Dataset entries
***
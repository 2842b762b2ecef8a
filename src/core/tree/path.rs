//! Key path addressing.
//!
//! A key path is the ordered list of segments that leads from the root of a
//! translation tree to one node. Externally it is a single string joined by
//! the nesting separator (`|` by default), e.g. `room|settings|title`.

use std::fmt;

/// Separator used when none is configured.
pub const DEFAULT_SEPARATOR: &str = "|";

/// Ordered address of a node inside a [`Tree`](super::Tree).
#[derive(Debug, Clone, Default, PartialEq, Eq, Hash, PartialOrd, Ord)]
pub struct KeyPath(Vec<String>);

impl KeyPath {
    /// Parse a raw key into segments.
    ///
    /// A literal backslash-n sequence is unescaped into a newline first, then
    /// the result is split on `separator`.
    ///
    /// ```
    /// use lockey::core::KeyPath;
    ///
    /// let path = KeyPath::parse("room|settings|title", "|");
    /// assert_eq!(path.segments(), ["room", "settings", "title"]);
    /// ```
    pub fn parse(raw: &str, separator: &str) -> Self {
        let unescaped = raw.replace("\\n", "\n");
        if separator.is_empty() {
            return Self(vec![unescaped]);
        }
        Self(unescaped.split(separator).map(str::to_owned).collect())
    }

    pub fn segments(&self) -> &[String] {
        &self.0
    }

    pub fn last(&self) -> Option<&str> {
        self.0.last().map(String::as_str)
    }

    pub fn len(&self) -> usize {
        self.0.len()
    }

    pub fn is_empty(&self) -> bool {
        self.0.is_empty()
    }

    pub fn push(&mut self, segment: impl Into<String>) {
        self.0.push(segment.into());
    }

    /// The path of the parent node, or `None` for a single-segment path.
    pub fn parent(&self) -> Option<KeyPath> {
        match self.0.split_last() {
            Some((_, rest)) if !rest.is_empty() => Some(Self(rest.to_vec())),
            _ => None,
        }
    }

    /// Serialize back into a raw key string.
    pub fn join(&self, separator: &str) -> String {
        self.0.join(separator)
    }

    /// Borrow the path as a displayable string joined by `separator`.
    pub fn display<'a>(&'a self, separator: &'a str) -> DisplayKeyPath<'a> {
        DisplayKeyPath {
            path: self,
            separator,
        }
    }
}

impl From<Vec<String>> for KeyPath {
    fn from(segments: Vec<String>) -> Self {
        Self(segments)
    }
}

impl From<&[&str]> for KeyPath {
    fn from(segments: &[&str]) -> Self {
        Self(segments.iter().map(|s| s.to_string()).collect())
    }
}

pub struct DisplayKeyPath<'a> {
    path: &'a KeyPath,
    separator: &'a str,
}

impl fmt::Display for DisplayKeyPath<'_> {
    fn fmt(&self, f: &mut fmt::Formatter<'_>) -> fmt::Result {
        for (i, segment) in self.path.0.iter().enumerate() {
            if i > 0 {
                f.write_str(self.separator)?;
            }
            f.write_str(segment)?;
        }
        Ok(())
    }
}

#[cfg(test)]
mod tests {
    use pretty_assertions::assert_eq;

    use super::*;

    #[test]
    fn test_parse_splits_on_separator() {
        let path = KeyPath::parse("a|b|c", "|");
        assert_eq!(path.segments(), ["a", "b", "c"]);
        assert_eq!(path.last(), Some("c"));
    }

    #[test]
    fn test_parse_unescapes_newline_before_splitting() {
        let path = KeyPath::parse("line one\\nline two|x", "|");
        assert_eq!(path.segments(), ["line one\nline two", "x"]);
    }

    #[test]
    fn test_parse_with_dot_separator() {
        let path = KeyPath::parse("common.ok", ".");
        assert_eq!(path.segments(), ["common", "ok"]);
    }

    #[test]
    fn test_parse_without_separator_occurrence() {
        let path = KeyPath::parse("Hello world", "|");
        assert_eq!(path.segments(), ["Hello world"]);
    }

    #[test]
    fn test_join_round_trip() {
        let cases: &[&[&str]] = &[
            &["a"],
            &["room", "settings", "title"],
            &["Hello %(name)s", "other"],
            &["", "empty first"],
        ];
        for segments in cases {
            let path = KeyPath::from(*segments);
            let raw = path.join("|");
            assert_eq!(KeyPath::parse(&raw, "|"), path, "round trip of {raw:?}");
        }
    }

    #[test]
    fn test_parent() {
        let path = KeyPath::parse("a|b|c", "|");
        assert_eq!(path.parent(), Some(KeyPath::parse("a|b", "|")));
        assert_eq!(KeyPath::parse("a", "|").parent(), None);
    }

    #[test]
    fn test_display() {
        let path = KeyPath::parse("a|b", "|");
        assert_eq!(path.display(" > ").to_string(), "a > b");
    }
}
use super::commands::CommandResult;
use super::exit_status::ExitStatus;

pub fn exit_status_from_result(result: &CommandResult) -> ExitStatus {
    if result.fatal {
        ExitStatus::Error
    } else if result.exit_on_errors && result.error_count + result.warning_count > 0 {
        ExitStatus::Failure
    } else {
        ExitStatus::Success
    }
}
***
**The task**. Copy the records above. Keep every word as it is.

**Answer to the problem**.
repository 2842b762b2ecef8a
filename src/core/tree/path.rs
//! Key path addressing.
//!
//! A key path is the ordered list of segments that leads from the root of a
//! translation tree to one node. Externally it is a single string joined by
//! the nesting separator (`|` by default), e.g. `room|settings|title`.

use std::fmt;

/// Separator used when none is configured.
pub const DEFAULT_SEPARATOR: &str = "|";

/// Ordered address of a node inside a [`Tree`](super::Tree).
#[derive(Debug, Clone, Default, PartialEq, Eq, Hash, PartialOrd, Ord)]
pub struct KeyPath(Vec<String>);

impl KeyPath {
    /// Parse a raw key into segments.
    ///
    /// A literal backslash-n sequence is unescaped into a newline first, then
    /// the result is split on `separator`.
    ///
    /// ```
    /// use lockey::core::KeyPath;
    ///
    /// let path = KeyPath::parse("room|settings|title", "|");
    /// assert_eq!(path.segments(), ["room", "settings", "title"]);
    /// ```
    pub fn parse(raw: &str, separator: &str) -> Self {
        let unescaped = raw.replace("\\n", "\n");
        if separator.is_empty() {
            return Self(vec![unescaped]);
        }
        Self(unescaped.split(separator).map(str::to_owned).collect())
    }

    pub fn segments(&self) -> &[String] {
        &self.0
    }

    pub fn last(&self) -> Option<&str> {
        self.0.last().map(String::as_str)
    }

    pub fn len(&self) -> usize {
        self.0.len()
    }

    pub fn is_empty(&self) -> bool {
        self.0.is_empty()
    }

    pub fn push(&mut self, segment: impl Into<String>) {
        self.0.push(segment.into());
    }

    /// The path of the parent node, or `None` for a single-segment path.
    pub fn parent(&self) -> Option<KeyPath> {
        match self.0.split_last() {
            Some((_, rest)) if !rest.is_empty() => Some(Self(rest.to_vec())),
            _ => None,
        }
    }

    /// Serialize back into a raw key string.
    pub fn join(&self, separator: &str) -> String {
        self.0.join(separator)
    }

    /// Borrow the path as a displayable string joined by `separator`.
    pub fn display<'a>(&'a self, separator: &'a str) -> DisplayKeyPath<'a> {
        DisplayKeyPath {
            path: self,
            separator,
        }
    }
}

impl From<Vec<String>> for KeyPath {
    fn from(segments: Vec<String>) -> Self {
        Self(segments)
    }
}

impl From<&[&str]> for KeyPath {
    fn from(segments: &[&str]) -> Self {
        Self(segments.iter().map(|s| s.to_string()).collect())
    }
}

pub struct DisplayKeyPath<'a> {
    path: &'a KeyPath,
    separator: &'a str,
}

impl fmt::Display for DisplayKeyPath<'_> {
    fn fmt(&self, f: &mut fmt::Formatter<'_>) -> fmt::Result {
        for (i, segment) in self.path.0.iter().enumerate() {
            if i > 0 {
                f.write_str(self.separator)?;
            }
            f.write_str(segment)?;
        }
        Ok(())
    }
}

#[cfg(test)]
mod tests {
    use pretty_assertions::assert_eq;

    use super::*;

    #[test]
    fn test_parse_splits_on_separator() {
        let path = KeyPath::parse("a|b|c", "|");
        assert_eq!(path.segments(), ["a", "b", "c"]);
        assert_eq!(path.last(), Some("c"));
    }

    #[test]
    fn test_parse_unescapes_newline_before_splitting() {
        let path = KeyPath::parse("line one\\nline two|x", "|");
        assert_eq!(path.segments(), ["line one\nline two", "x"]);
    }

    #[test]
    fn test_parse_with_dot_separator() {
        let path = KeyPath::parse("common.ok", ".");
        assert_eq!(path.segments(), ["common", "ok"]);
    }

    #[test]
    fn test_parse_without_separator_occurrence() {
        let path = KeyPath::parse("Hello world", "|");
        assert_eq!(path.segments(), ["Hello world"]);
    }

    #[test]
    fn test_join_round_trip() {
        let cases: &[&[&str]] = &[
            &["a"],
            &["room", "settings", "title"],
            &["Hello %(name)s", "other"],
            &["", "empty first"],
        ];
        for segments in cases {
            let path = KeyPath::from(*segments);
            let raw = path.join("|");
            assert_eq!(KeyPath::parse(&raw, "|"), path, "round trip of {raw:?}");
        }
    }

    #[test]
    fn test_parent() {
        let path = KeyPath::parse("a|b|c", "|");
        assert_eq!(path.parent(), Some(KeyPath::parse("a|b", "|")));
        assert_eq!(KeyPath::parse("a", "|").parent(), None);
    }

    #[test]
    fn test_display() {
        let path = KeyPath::parse("a|b", "|");
        assert_eq!(path.display(" > ").to_string(), "a > b");
    }
}
use super::commands::CommandResult;
use super::exit_status::ExitStatus;

pub fn exit_status_from_result(result: &CommandResult) -> ExitStatus {
    if result.fatal {
        ExitStatus::Error
    } else if result.exit_on_errors && result.error_count + result.warning_count > 0 {
        ExitStatus::Failure
    } else {
        ExitStatus::Success
    }
}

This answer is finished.